◆ Data to examine ◆
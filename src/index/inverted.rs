use std::collections::BTreeMap;
use crate::analysis::analyzer::Analyzer;
use crate::core::error::{Error, Result};
use crate::core::types::NoteKey;
use crate::index::note_index::{index_key, parse_index_key, IndexKey};
use crate::index::posting::Posting;

// Content index key: [ term_len u8 ][ term ][ created_at u64 BE ][ note_key u64 BE ]
//
// Corpus counters live in the meta sub-store as u64 LE.
pub const META_TEXT_DOCS: &[u8] = b"text_docs";
pub const META_TEXT_TOKENS: &[u8] = b"text_tokens";

/// Kinds whose content is never indexed. Encrypted direct messages carry
/// ciphertext, not words.
pub const UNINDEXED_KINDS: &[u32] = &[4];

pub fn is_text_indexed(kind: u32) -> bool {
    !UNINDEXED_KINDS.contains(&kind)
}

pub fn text_prefix(term: &str) -> Option<Vec<u8>> {
    let len = u8::try_from(term.len()).ok()?;
    let mut prefix = Vec::with_capacity(1 + term.len());
    prefix.push(len);
    prefix.extend_from_slice(term.as_bytes());
    Some(prefix)
}

pub fn text_key(term: &str, created_at: u64, note_key: NoteKey) -> Option<Vec<u8>> {
    text_prefix(term).map(|prefix| index_key(&prefix, created_at, note_key))
}

/// Split a content index key into its term and suffix.
pub fn parse_text_key(key: &[u8]) -> Result<(&str, IndexKey<'_>)> {
    let parsed = parse_index_key(key)?;
    let len = *parsed
        .prefix
        .first()
        .ok_or_else(|| Error::corrupt("empty content index key"))? as usize;
    let term = parsed
        .prefix
        .get(1..)
        .filter(|term| term.len() == len)
        .ok_or_else(|| Error::corrupt("content index term length mismatch"))?;
    let term = std::str::from_utf8(term)
        .map_err(|_| Error::corrupt("content index term is not utf-8"))?;
    Ok((term, parsed))
}

/// Analyzed content of one note, grouped by term.
#[derive(Debug, Default)]
pub struct DocumentTerms {
    pub doc_len: u32,
    pub postings: BTreeMap<String, Posting>,
}

impl DocumentTerms {
    pub fn analyze(analyzer: &Analyzer, content: &str) -> Self {
        let tokens = analyzer.analyze(content);
        let doc_len = tokens.len() as u32;
        let mut postings: BTreeMap<String, Posting> = BTreeMap::new();

        for token in tokens {
            postings
                .entry(token.text)
                .and_modify(|p| p.term_freq += 1)
                .or_insert(Posting {
                    term_freq: 1,
                    first_position: token.position,
                    doc_len,
                });
        }

        DocumentTerms { doc_len, postings }
    }

    pub fn is_empty(&self) -> bool {
        self.postings.is_empty()
    }
}

/// Term statistics
#[derive(Debug, Clone, Copy)]
pub struct TermInfo {
    pub doc_freq: u32,  // Number of notes containing the term
    pub idf: f32,       // Inverse document frequency
}

impl TermInfo {
    /// Probabilistic idf as used by BM25, kept positive for very common terms.
    pub fn new(doc_freq: u32, total_docs: u64) -> Self {
        let n = total_docs.max(doc_freq as u64) as f32;
        let df = doc_freq as f32;
        TermInfo {
            doc_freq,
            idf: (1.0 + (n - df + 0.5) / (df + 0.5)).ln(),
        }
    }
}

/// Collection-wide counters needed for length normalization.
#[derive(Debug, Clone, Copy, Default, PartialEq, Eq)]
pub struct TextCorpus {
    pub doc_count: u64,
    pub total_tokens: u64,
}

impl TextCorpus {
    pub fn from_meta(docs: Option<&[u8]>, tokens: Option<&[u8]>) -> Result<Self> {
        Ok(TextCorpus {
            doc_count: read_counter(docs)?,
            total_tokens: read_counter(tokens)?,
        })
    }

    pub fn add(&mut self, doc: &DocumentTerms) {
        self.doc_count += 1;
        self.total_tokens += doc.doc_len as u64;
    }

    pub fn avg_doc_len(&self) -> f32 {
        if self.doc_count == 0 {
            return 0.0;
        }
        self.total_tokens as f32 / self.doc_count as f32
    }

    pub fn meta_entries(&self) -> [(&'static [u8], Vec<u8>); 2] {
        [
            (META_TEXT_DOCS, self.doc_count.to_le_bytes().to_vec()),
            (META_TEXT_TOKENS, self.total_tokens.to_le_bytes().to_vec()),
        ]
    }
}

fn read_counter(bytes: Option<&[u8]>) -> Result<u64> {
    match bytes {
        None => Ok(0),
        Some(bytes) => {
            let bytes: [u8; 8] = bytes
                .try_into()
                .map_err(|_| Error::corrupt("meta counter is not 8 bytes"))?;
            Ok(u64::from_le_bytes(bytes))
        }
    }
}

◆ Exercise directions ◆
From the listing, count how many lines contain the string "corrupt", and answer with the number by itself.

◆ Your response ◆
4